CONTEXTUALIZING THE THEME

Intensive Care Units (ICU) are services that gather, among their practitioners, doctors, nurses, nursing assistants and technicians, all of them trained and organized to provide assistance to the clinical and surgical patient in a critical situation. The objective in these units is to diminish mortality through intensive care, continuous and full individual observation, according to the patients' needs(3).

The ICU has become the most stressful, aggressive and traumatizing place in the hospital since it holds critical patients likely to die in the same space (4). In this context, the positive points are the technological advances and an array of techniques, medication, equipment and procedures for the recovery or cure of the critical patients. The negative point is the lengthening of life for those who will not recover (5).

The presence of a relative at the ICU means security for the sick person and fraternal care. Being always present, the family suffers since they are not sure of how long their relative will exist. Grief, expressed through uncertainty, emerges in all the relatives' levels of life, with different intensities that leave marks when looking ahead and visualizing the possibility of death(6).

It is not enough to allow the relatives to visit the ICU. It is necessary to look after them so as to empower the nursing work. Looking after the relatives means understanding their emotions, gestures and speeches, their concepts and limitations(7).

The relatives of critical patients' are tirelessly searching for messages such as a tear that rolls over the patient's face after hearing their own nickname or signals that reveal life or death without suffering, such as color and sporadic eye opening of patients in coma and feet temperature. Also, vital signs like blood pressure(8). These pieces of information become meaningful for these relatives, frequently revealing the denial of the dying process.

The time of dying has a meaning, no matter how clear the gravity status has been made. For the relatives, being there is to recognize the human limits. The patients approaching death will die, regardless of all the love that people feel for them. What nurses can do is to prevent this suffering from being experienced in solitude and abandon, and attempt to turn this process into a solidarity and humanized moment(9).

FRANKL'S EXISTENTIAL ANALYSIS

The Existential Analysis or Logotherapy used by Viktor Frankl originated from the Greek word logos, that means meaning(10). It is a study-based therapy and relies on the search for the meanings of the human existence. According to it, men are free, responsible and aware of their responsibilities. They search for a meaning for life and have an unconscious God within.

The bases of Existential Analysis are grounded on responsibility and unconditional freedom. The latter is the expression of what is extremely human in each person, who experiences the anguish of life in their everyday routine. This freedom is present in consciousness of coping with the ghosts of death and suffering(11).

In the existential analysis, life has a meaning that starts when people are brought to this world. Each individual should find it out(11). A meaning for life is reached whenever a significant content is found. Also, whenever values are achieved. These values, the experience of the Tragic Triad, are shown whenever the individuals positively fill the void around them(12). The individual void is characterized by existential frustration with feelings of loss regarding the meaning of existence and content of life(13).

People become filled with faith and hope in their lives when they believe in a meaning.
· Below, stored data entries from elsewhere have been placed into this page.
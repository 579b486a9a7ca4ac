use std::fs::File;
use std::io::{BufReader, Read};
use std::rc::Rc;
use std::time::{Duration, Instant};

use anyhow::{anyhow, Context, Result};
use glam::Vec3;
use gltf::mesh::Mode;

use super::locator::SourceLocator;
use super::model::{ImportedModel, MeshBounds, MeshSummary};
use super::step::{ImportStep, StepContext, StepPoll};
use crate::coordinator::StepFactory;

pub const DEFAULT_READ_CHUNK_BYTES: usize = 256 * 1024;

pub struct OpenedSource {
    pub reader: Box<dyn Read>,
    pub len: Option<u64>,
}

/// Turns a locator into a byte stream. Platform readers (content URIs, archives) plug in here.
pub trait SourceOpener {
    fn open(&self, locator: &SourceLocator) -> Result<OpenedSource>;
}

/// Opens plain paths and `file://` URIs.
#[derive(Debug, Default, Clone, Copy)]
pub struct FileOpener;

impl SourceOpener for FileOpener {
    fn open(&self, locator: &SourceLocator) -> Result<OpenedSource> {
        let path = locator.as_path().ok_or_else(|| {
            anyhow!("No reader available for '{}' URIs ({locator})", locator.scheme().unwrap_or("unknown"))
        })?;
        let file = File::open(&path).with_context(|| format!("Failed to open {}", path.display()))?;
        let len = file.metadata().ok().map(|meta| meta.len());
        Ok(OpenedSource { reader: Box::new(BufReader::new(file)), len })
    }
}

/// Waits without blocking the host; each poll only checks the clock.
pub struct DelayStep {
    delay: Duration,
    started: Option<Instant>,
}

impl DelayStep {
    pub fn new(delay: Duration) -> Self {
        Self { delay, started: None }
    }

    pub fn from_millis(ms: u64) -> Self {
        Self::new(Duration::from_millis(ms))
    }
}

impl ImportStep for DelayStep {
    fn label(&self) -> &str {
        "delay"
    }

    fn poll(&mut self, ctx: &mut StepContext<'_>) -> StepPoll {
        let started = *self.started.get_or_insert_with(Instant::now);
        let elapsed = started.elapsed();
        if elapsed >= self.delay {
            ctx.report(1.0, format!("Waited {} ms", self.delay.as_millis()));
            return StepPoll::Done;
        }
        let fraction = elapsed.as_secs_f32() / self.delay.as_secs_f32();
        let remaining = self.delay - elapsed;
        ctx.report(fraction, format!("Starting in {} ms", remaining.as_millis()));
        StepPoll::Pending
    }
}

pub struct ReadSourceStep {
    opener: Rc<dyn SourceOpener>,
    chunk_bytes: usize,
    reader: Option<Box<dyn Read>>,
    expected_len: Option<u64>,
    buffer: Vec<u8>,
}

impl ReadSourceStep {
    pub fn new(opener: Rc<dyn SourceOpener>, chunk_bytes: usize) -> Self {
        Self { opener, chunk_bytes: chunk_bytes.max(1), reader: None, expected_len: None, buffer: Vec::new() }
    }

    fn read_chunk(&mut self, locator: &SourceLocator) -> Result<bool> {
        if self.reader.is_none() {
            let opened = self.opener.open(locator)?;
            self.expected_len = opened.len;
            if let Some(len) = opened.len {
                self.buffer.reserve(usize::try_from(len).unwrap_or(0));
            }
            self.reader = Some(opened.reader);
        }
        let Some(reader) = self.reader.as_mut() else {
            return Ok(true);
        };
        let read = reader
            .by_ref()
            .take(self.chunk_bytes as u64)
            .read_to_end(&mut self.buffer)
            .with_context(|| format!("Failed to read {locator}"))?;
        let reached_len = self.expected_len.is_some_and(|len| self.buffer.len() as u64 >= len);
        Ok(read == 0 || reached_len)
    }
}

impl ImportStep for ReadSourceStep {
    fn label(&self) -> &str {
        "read source"
    }

    fn poll(&mut self, ctx: &mut StepContext<'_>) -> StepPoll {
        let locator = ctx.locator();
        match self.read_chunk(locator) {
            Ok(true) => {
                self.reader = None;
                let bytes = std::mem::take(&mut self.buffer);
                ctx.report(1.0, format!("Read {} bytes from {}", bytes.len(), locator.display_name()));
                ctx.payload().bytes = Some(bytes);
                StepPoll::Done
            }
            Ok(false) => {
                let read = self.buffer.len();
                let fraction = match self.expected_len {
                    Some(len) if len > 0 => read as f32 / len as f32,
                    _ => 0.0,
                };
                ctx.report(fraction, format!("Reading {} ({} KiB)", locator.display_name(), read / 1024));
                StepPoll::Pending
            }
            Err(err) => StepPoll::Failed(err),
        }
    }

    fn abandon(&mut self) {
        self.reader = None;
        self.buffer = Vec::new();
    }
}

#[derive(Debug, Default)]
pub struct ParseDocumentStep;

impl ImportStep for ParseDocumentStep {
    fn label(&self) -> &str {
        "parse document"
    }

    fn poll(&mut self, ctx: &mut StepContext<'_>) -> StepPoll {
        let locator = ctx.locator();
        let result = (|| -> Result<()> {
            let payload = ctx.payload();
            let bytes = payload.bytes.take().ok_or_else(|| anyhow!("No source bytes read for {locator}"))?;
            let gltf = gltf::Gltf::from_slice(&bytes)
                .with_context(|| format!("Failed to parse glTF from {locator}"))?;
            payload.document = Some(gltf.document);
            payload.blob = gltf.blob;
            Ok(())
        })();
        StepPoll::from_result(result)
    }
}

#[derive(Debug, Default)]
pub struct LoadBuffersStep;

impl ImportStep for LoadBuffersStep {
    fn label(&self) -> &str {
        "load buffers"
    }

    fn poll(&mut self, ctx: &mut StepContext<'_>) -> StepPoll {
        let locator = ctx.locator();
        let base = locator.base_dir();
        let result = (|| -> Result<usize> {
            let payload = ctx.payload();
            let blob = payload.blob.take();
            let document = payload.document.as_ref().ok_or_else(|| anyhow!("No glTF document for {locator}"))?;
            let buffers = gltf::import_buffers(document, base.as_deref(), blob)
                .with_context(|| format!("Failed to load buffers for {locator}"))?;
            let count = buffers.len();
            payload.buffers = buffers;
            Ok(count)
        })();
        match result {
            Ok(count) => {
                ctx.report(1.0, format!("Loaded {count} buffers"));
                StepPoll::Done
            }
            Err(err) => StepPoll::Failed(err),
        }
    }
}

/// Summarizes one glTF mesh per quantum.
#[derive(Debug, Default)]
pub struct BuildMeshesStep {
    next_mesh: usize,
    meshes: Vec<MeshSummary>,
}

impl BuildMeshesStep {
    pub fn new() -> Self {
        Self::default()
    }

    /// Returns (meshes built so far, total meshes).
    fn build_next(&mut self, ctx: &mut StepContext<'_>) -> Result<(usize, usize)> {
        let locator = ctx.locator();
        let payload = ctx.payload();
        let document = payload.document.as_ref().ok_or_else(|| anyhow!("No glTF document for {locator}"))?;
        let total = document.meshes().count();
        if total == 0 {
            return Err(anyhow!("No meshes found in {locator}"));
        }
        if let Some(mesh) = document.meshes().nth(self.next_mesh) {
            let summary = summarize_mesh(&mesh, &payload.buffers)
                .with_context(|| format!("Failed to read mesh {} in {locator}", self.next_mesh))?;
            self.meshes.push(summary);
        }
        self.next_mesh += 1;
        if self.next_mesh >= total {
            let materials = document.materials().count();
            let meshes = std::mem::take(&mut self.meshes);
            payload.model = Some(ImportedModel::new(locator.to_string(), meshes, materials));
        }
        Ok((self.next_mesh, total))
    }
}

impl ImportStep for BuildMeshesStep {
    fn label(&self) -> &str {
        "build meshes"
    }

    fn poll(&mut self, ctx: &mut StepContext<'_>) -> StepPoll {
        match self.build_next(ctx) {
            Ok((built, total)) if built >= total => {
                ctx.report(1.0, format!("Built {total} meshes"));
                StepPoll::Done
            }
            Ok((built, total)) => {
                ctx.report(built as f32 / total as f32, format!("Building mesh {}/{}", built + 1, total));
                StepPoll::Pending
            }
            Err(err) => StepPoll::Failed(err),
        }
    }

    fn abandon(&mut self) {
        self.meshes.clear();
    }
}

fn summarize_mesh(mesh: &gltf::Mesh<'_>, buffers: &[gltf::buffer::Data]) -> Result<MeshSummary> {
    let mut primitives = 0;
    let mut vertices = 0;
    let mut triangles = 0;
    let mut bounds: Option<MeshBounds> = None;
    for primitive in mesh.primitives() {
        if primitive.mode() != Mode::Triangles {
            continue;
        }
        let reader = primitive.reader(|buffer| buffers.get(buffer.index()).map(|data| data.0.as_slice()));
        let positions: Vec<Vec3> = reader
            .read_positions()
            .ok_or_else(|| anyhow!("POSITION attribute missing in primitive {}", primitive.index()))?
            .map(Vec3::from_array)
            .collect();
        if positions.is_empty() {
            continue;
        }
        let index_count = reader.read_indices().map(|it| it.into_u32().count()).unwrap_or(positions.len());
        primitives += 1;
        vertices += positions.len();
        triangles += index_count / 3;
        if let Some(primitive_bounds) = MeshBounds::from_points(&positions) {
            bounds = Some(match bounds {
                Some(existing) => existing.union(&primitive_bounds),
                None => primitive_bounds,
            });
        }
    }
    Ok(MeshSummary { name: mesh.name().map(str::to_string), primitives, vertices, triangles, bounds })
}

/// Default step factory: read, parse, resolve buffers, summarize meshes.
#[derive(Clone)]
pub struct GltfPipeline {
    opener: Rc<dyn SourceOpener>,
    read_chunk_bytes: usize,
}

impl GltfPipeline {
    pub fn new(opener: Rc<dyn SourceOpener>, read_chunk_bytes: usize) -> Self {
        Self { opener, read_chunk_bytes }
    }

    pub fn with_chunk_bytes(read_chunk_bytes: usize) -> Self {
        Self::new(Rc::new(FileOpener), read_chunk_bytes)
    }
}

impl Default for GltfPipeline {
    fn default() -> Self {
        Self::with_chunk_bytes(DEFAULT_READ_CHUNK_BYTES)
    }
}

impl StepFactory for GltfPipeline {
    fn build(&self, _locator: &SourceLocator) -> Vec<Box<dyn ImportStep>> {
        vec![
            Box::new(ReadSourceStep::new(Rc::clone(&self.opener), self.read_chunk_bytes)),
            Box::new(ParseDocumentStep),
            Box::new(LoadBuffersStep),
            Box::new(BuildMeshesStep::new()),
        ]
    }
}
However, it is in the feeling of intense anguish that faith appears. It is the hope for the future and it causes the meaning of life and faith in God to emerge. Such God lives in the individuals' intimacy and is a power that emerges when all the others disappear. The noetic dimension is characterized. This dimension reveals a feeling that emerges like a supporting beacon of light and that seemed to be hidden deep within each person(11).

The word noetic comes from Greek nous. It means mind and spirit. Such spiritual in men constitutes their personality(14). In this perspective, the human being is made up of three dimensions: physiological, psychological and noetic, which constitute body, mind and soul, respectively. The individual becomes an indivisible being, a whole with all the parts(1). Spiritual is specifically understood here as a human dimension. It is not the only one, since a man is a unity and a whole(1).

In this whole, suffering may be overcome by the intensity of hope that may emerge in the condition experienced by humans. Hope and values are held together and are joined to faith in the future and the mood that is turned into spiritual nourishment(15).

METHOD

The choice of a qualitative methodology took into account the possibility of describing behaviors, facts or elements that help the nurse in situations of suffering, guilt and death. Laws to create generalizations were not established. By contrast, there was the association of principles of understanding the existence universe of the ICU patient, with the experience of non-quantifiable phenomena.

The institution where the study was carried out is located in the city of Salvador. It is a general private hospital that serves as a hospitalization unit, emergency room, clinic analysis laboratory, and performs image diagnostic exams, among others.

The choice of the critical patient's relative was in compliance with the following criteria: being fully informed by the doctor of the diagnostic and prognostic; having a relative at the ICU classified as acute or critical; being the relative who lives with the patient; being the most present relative during hospitalization; agreeing to participate in the study, after explanations; being willing to sign the consent form(16).

In order to develop this study, the legal and ethical criteria were observed to guarantee integrity, respect for the interviewed people and authorization from the Ethics Committee of the institution to perform this research, according to resolution 196/96 that covers the Guidelines for Research with Human Beings in Brazil (CM - 007/01). The theme, the type of research, the presence of a consent form and respect for the individual were taken into consideration(16).

The objective of qualitative data is to fully understand the phenomenon, relying on the relevance of subjective factors obtained through semi-structured interviews with a recorder. The interviews were transcribed and analyzed. The cassettes were stored by the researchers in a safe place, where they will remain for five years. After that, they will be either returned to the interviewed people or destroyed. Ten interviews were held and six were selected, according to the content criteria that were shown to be sufficient for the study. To maintain anonymity, the interviewed people received fictitious names of precious stones.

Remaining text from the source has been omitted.